Patausyndroom ontstaat al vroeg in de zwangerschap. Een kind heeft patausyndroom dus bij de geboorte. Patausyndroom is een zeer ernstige aandoening. Kinderen met patausyndroom hebben een ernstige verstandelijke beperking.
De meeste kinderen overlijden al tijdens de zwangerschap of kort na de geboorte. Kinderen met patausyndroom worden bijna nooit ouder dan 1 jaar. Dat komt omdat ze ernstige lichamelijke problemen hebben. Ongeveer 1 tot 2 van de 10 levend geboren kinderen met patausyndroom wordt ouder dan een jaar. Door de afwijkingen aan het hart en andere organen zijn de kinderen vaak ziek. Hun gezondheid is erg zwak. Ze hebben ook veel last van infecties. De artsen zorgen ervoor dat het kind zich zo prettig mogelijk voelt zolang het leeft.
Behandeling is niet mogelijk
Kinderen met patausyndroom kunnen niet genezen. Vaak hebben ze een ernstige hartafwijking. De hersenen zijn niet goed ontwikkeld, waardoor ze ernstig gehandicapt zijn en vaak epilepsie hebben. Ze hebben ook vaak problemen met ademhalen en krijgen snel een longontsteking.
Kinderen met patausyndroom zien er vaak anders uit. Ze hebben een kleiner hoofd en afwijkingen aan het gezicht, zoals aan de neus en de ogen. Ook hebben ze vaak een lip-kaak-gehemeltespleet (schisis of hazenlip). De meeste kinderen hebben een extra vinger of teen.
Patausyndroom komt niet vaak voor
De meeste kinderen met patausyndroom overlijden tijdens de zwangerschap. Van elke 10.000 kinderen die levend worden geboren, heeft 1 kind patausyndroom.
Hoe ouder de zwangere, hoe groter de kans op een kind met patausyndroom
Leeftijd van de zwangere | Kans op een kind met patausyndroom |
---|---|
20 – 25 jaar |
1 van de 10.000 |
26 – 30 jaar |
1 van de 10.000 |
31 – 35 jaar |
2 van de 10.000 |
36 – 40 jaar |
5 van de 10.000 |
41 – 45 jaar |
20 van de 10.000 |
Hoe lees je de tabel?
Als er 10.000 vrouwen van 20 jaar zwanger zijn, dan is 1 van hen zwanger van een kind met patausyndroom. De andere 9.999 vrouwen zijn dan zwanger van een kind zonder patausyndroom.
Als er 10.000 vrouwen van 45 jaar zwanger zijn, dan zijn 20 van hen zwanger van een kind met patausyndroom. De andere 9.980 vrouwen zijn dan zwanger van een kind zonder patausyndroom.
Mensen met patausyndroom hebben een chromosoom te veel
In al onze cellen zitten chromosomen. Chromosomen bestaan uit DNA (deoxyribonucleic acid). DNA bepaalt hoe ons lichaam eruit ziet en hoe alles in ons lichaam werkt. Het regelt de ontwikkeling van onze organen, zoals de hersenen, het hart en de nieren. Elke cel bestaat uit 23 paren van chromosomen.
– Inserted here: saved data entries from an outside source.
pub mod jwt;
use axum::{
    middleware,
    routing::{delete, get, post},
    Router,
};

use crate::controllers::comment_controllers::{
    add_comment, comments_stream, delete_comment, toggle_like,
};
use crate::middleware::jwt::jwt_auth;
use crate::state::AppState;

pub fn comment_routes(state: AppState) -> Router {
    Router::new()
        .route("/:target_id", post(add_comment::add_comment))
        .route("/:target_id/stream", get(comments_stream::comments_stream))
        .route("/item/:comment_id", delete(delete_comment::delete_comment))
        .route("/item/:comment_id/like", post(toggle_like::toggle_like))
        .route_layer(middleware::from_fn_with_state(state.clone(), jwt_auth))
        .with_state(state)
}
Iemand met patausyndroom heeft van één bepaald chromosoom (chromosoom 13) geen twee, maar drie exemplaren in elke cel. Vandaar dat patausyndroom ook wel trisomie 13 wordt genoemd. Er is dus een chromosoom te veel, waardoor er ook te veel DNA is. Hierdoor raken allerlei processen in het lichaam in de war. De lichamelijke problemen die mensen met patausyndroom hebben, komen door het extra chromosoom. Dat geldt ook voor de verstandelijke beperking.